Deep learning, differential privacy, synthetic data generation, generative adversarial networks.

I Introduction

Deep learning has been successful in a wide range of application domains such as computer vision, information retrieval, and natural language processing due to its superior performance and promising capabilities. However, its success is heavily dependent on the availability of a massive amount of training data. Hence, the progress in deploying such deep learning models can be crippled in certain critical domains such as healthcare, where data privacy issues are more stringent, and large amounts of sensitive data are involved.

Hence, to effectively utilize specific promising data-hungry methods, there is a need to tackle the privacy issues involved in the medical domains. To handle the privacy concerns of dealing with sensitive information, a common method that is often used in practice is the anonymization of personally identifiable data. But, such approaches are susceptible to de-anonymization attacks [1]. That made researchers explore alternative methods. To make the system immune to such attacks, privacy-preserving machine learning approaches have been developed [2, 3]. This particular privacy challenge is usually compounded by some auxiliary ones due to the presence of complex and often noisy data that, in practice, might typically consist of a combination of multiple types of data such as discrete, continuous, and categorical.

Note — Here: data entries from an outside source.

use std::sync::atomic::{AtomicUsize, Ordering};
use std::sync::Arc;

use anyhow::bail;
use armor_detect::{
    Armor, ArmorColor, ArmorDetector, ArmorSymbol, DetectorConfig, InferenceEngine, NUM_CLASSES,
    NUM_COLORS,
};
use image::RgbImage;
use ndarray::{Array2, Array4};
use parking_lot::Mutex;

const COLS: usize = 9 + NUM_COLORS + NUM_CLASSES;
const ROWS: usize = 3549;
const CORNERS: [(f32, f32); 4] = [(120., 150.), (120., 190.), (200., 190.), (200., 150.)];

/// Inference stand-in returning a canned candidate matrix.
struct MockEngine {
    output: Array2<f32>,
    calls: AtomicUsize,
}

impl MockEngine {
    fn new(output: Array2<f32>) -> Self {
        Self {
            output,
            calls: AtomicUsize::new(0),
        }
    }
}

impl InferenceEngine for MockEngine {
    fn infer(&self, blob: Array4<f32>) -> anyhow::Result<Array2<f32>> {
        assert_eq!(blob.shape(), &[1, 3, 416, 416]);
        // Input blob is normalized to [0,1].
        assert!(blob.iter().all(|&v| (0. ..=1.).contains(&v)));
        self.calls.fetch_add(1, Ordering::SeqCst);
        Ok(self.output.clone())
    }
}

/// Engine whose every call fails, for the fatal-task path.
struct BrokenEngine;

impl InferenceEngine for BrokenEngine {
    fn infer(&self, _blob: Array4<f32>) -> anyhow::Result<Array2<f32>> {
        bail!("engine exploded")
    }
}

/// One confident candidate row at `CORNERS`, colour index 1, symbol index 3.
fn single_armor_output() -> Array2<f32> {
    let mut output = Array2::<f32>::zeros((ROWS, COLS));
    for (i, (x, y)) in CORNERS.iter().enumerate() {
        output[[0, 2 * i]] = *x;
        output[[0, 2 * i + 1]] = *y;
    }
    output[[0, 8]] = 0.9;
    output[[0, 9 + 1]] = 0.95;
    output[[0, 9 + NUM_COLORS + 3]] = 0.88;
    output
}

fn test_config() -> DetectorConfig {
    DetectorConfig::default()
        .with_conf_threshold(0.5)
        .with_nms_threshold(0.5)
        .with_top_k(10)
        .with_input_size(416, 416)
}

type Captured = Arc<Mutex<Vec<(Vec<Armor>, i64, (u32, u32))>>>;

fn capture_results(detector: &ArmorDetector) -> Captured {
    let captured: Captured = Arc::new(Mutex::new(Vec::new()));
    let sink = Arc::clone(&captured);
    detector.register_callback(move |armors, timestamp, image| {
        sink.lock()
            .push((armors.to_vec(), timestamp, image.dimensions()));
    });
    captured
}

#[test]
fn end_to_end_single_detection() {
    let _ = env_logger::builder().is_test(true).try_init();

    let engine = Arc::new(MockEngine::new(single_armor_output()));
    let detector = ArmorDetector::with_engine(test_config(), Arc::clone(&engine) as Arc<dyn InferenceEngine>);
    let captured = capture_results(&detector);

    // 416x416 source: the letterbox transform is the identity, so corners
    // must come back unchanged.
    let frame = RgbImage::new(416, 416);
    let handle = detector.submit_frame(frame, 1_234_567);

    assert!(handle.wait());
    assert_eq!(engine.calls.load(Ordering::SeqCst), 1);

    let results = captured.lock();
    assert_eq!(results.len(), 1);
    let (armors, timestamp, dims) = &results[0];
    assert_eq!(*timestamp, 1_234_567);
    assert_eq!(*dims, (416, 416));

    assert_eq!(armors.len(), 1);
    let armor = &armors[0];
    assert_eq!(armor.color, ArmorColor::ALL[1]);
    assert_eq!(armor.color, ArmorColor::Red);
    assert_eq!(armor.symbol, ArmorSymbol::ALL[3]);
    assert_eq!(armor.symbol, ArmorSymbol::No3);
    assert!((armor.confidence - 0.9).abs() < 1e-6);
    for (p, (x, y)) in armor.corners.iter().zip(CORNERS) {
        assert!((p.x - x).abs() < 1e-3);
        assert!((p.y - y).abs() < 1e-3);
    }
}

#[test]
fn empty_frame_resolves_false_without_callback() {
    let engine = Arc::new(MockEngine::new(single_armor_output()));
    let detector = ArmorDetector::with_engine(test_config(), Arc::clone(&engine) as Arc<dyn InferenceEngine>);
    let captured = capture_results(&detector);

    let handle = detector.submit_frame(RgbImage::new(0, 0), 42);

    assert!(!handle.wait());
    assert_eq!(engine.calls.load(Ordering::SeqCst), 0);
    assert!(captured.lock().is_empty());
}

#[test]
fn result_is_dropped_when_no_callback_is_registered() {
    let detector =
        ArmorDetector::with_engine(test_config(), Arc::new(MockEngine::new(single_armor_output())));

    let handle = detector.submit_frame(RgbImage::new(416, 416), 7);

    assert!(!handle.wait());
}

#[test]
fn engine_failure_resolves_false_without_callback() {
    let detector = ArmorDetector::with_engine(test_config(), Arc::new(BrokenEngine));
    let captured = capture_results(&detector);

    let handle = detector.submit_frame(RgbImage::new(416, 416), 99);

    assert!(!handle.wait());
    assert!(captured.lock().is_empty());
}

#[test]
fn uninitialized_detector_rejects_frames() {
    let detector = ArmorDetector::new(test_config());
    let handle = detector.submit_frame(RgbImage::new(416, 416), 1);
    assert!(!handle.wait());
}

#[test]
fn concurrent_submissions_each_complete_exactly_once() {
    const FRAMES: i64 = 16;

    let engine = Arc::new(MockEngine::new(single_armor_output()));
    let detector = ArmorDetector::with_engine(test_config(), Arc::clone(&engine) as Arc<dyn InferenceEngine>);
    let captured = capture_results(&detector);

    let handles: Vec<_> = (0..FRAMES)
        .map(|ts| detector.submit_frame(RgbImage::new(640, 480), ts))
        .collect();

    for handle in handles {
        assert!(handle.wait());
    }

    assert_eq!(engine.calls.load(Ordering::SeqCst), FRAMES as usize);

    let results = captured.lock();
    assert_eq!(results.len(), FRAMES as usize);
    // Completion order is unspecified, but every timestamp arrives once.
    let mut timestamps: Vec<i64> = results.iter().map(|(_, ts, _)| *ts).collect();
    timestamps.sort_unstable();
    assert_eq!(timestamps, (0..FRAMES).collect::<Vec<_>>());
}

#[test]
fn nms_and_top_k_run_inside_the_pipeline() {
    // Two rows on top of each other plus one disjoint row; the overlapped
    // lower-confidence candidate must not reach the callback.
    let mut output = Array2::<f32>::zeros((ROWS, COLS));
    let rows: [([(f32, f32); 4], f32); 3] = [
        (CORNERS, 0.9),
        ([(121., 151.), (121., 191.), (201., 191.), (201., 151.)], 0.6),
        ([(10., 10.), (10., 40.), (60., 40.), (60., 10.)], 0.8),
    ];
    for (r, (corners, conf)) in rows.iter().enumerate() {
        for (i, (x, y)) in corners.iter().enumerate() {
            output[[r, 2 * i]] = *x;
            output[[r, 2 * i + 1]] = *y;
        }
        output[[r, 8]] = *conf;
        output[[r, 9]] = 1.;
        output[[r, 9 + NUM_COLORS]] = 1.;
    }

    let detector = ArmorDetector::with_engine(test_config(), Arc::new(MockEngine::new(output)));
    let captured = capture_results(&detector);

    assert!(detector.submit_frame(RgbImage::new(416, 416), 5).wait());

    let results = captured.lock();
    let (armors, _, _) = &results[0];
    assert_eq!(armors.len(), 2);
    // Descending confidence order.
    assert!((armors[0].confidence - 0.9).abs() < 1e-6);
    assert!((armors[1].confidence - 0.8).abs() < 1e-6);
}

I-A Synthetic Data Generation

One of the most promising privacy-preserving approaches is Synthetic Data Generation (SDG). Synthetically generated data can be shared publicly without privacy concerns and provides many collaborative research opportunities, including for tasks such as building prediction models and finding patterns. As SDG inherently involves a generative process, Generative Adversarial Networks (GANs) [4] attracted much attention in this research area, due to their recent success in other domains.

GANs are not reversible, i.e., one may not use a deterministic function to go from the generated samples to the real samples, as the generated samples are created using an implicit distribution of the real data. However, a naive usage of GANs for SDG does not guarantee the system being privacy-preserving by just relying on the fact that GANs are not reversible, as GANs are already proven to be vulnerable [5].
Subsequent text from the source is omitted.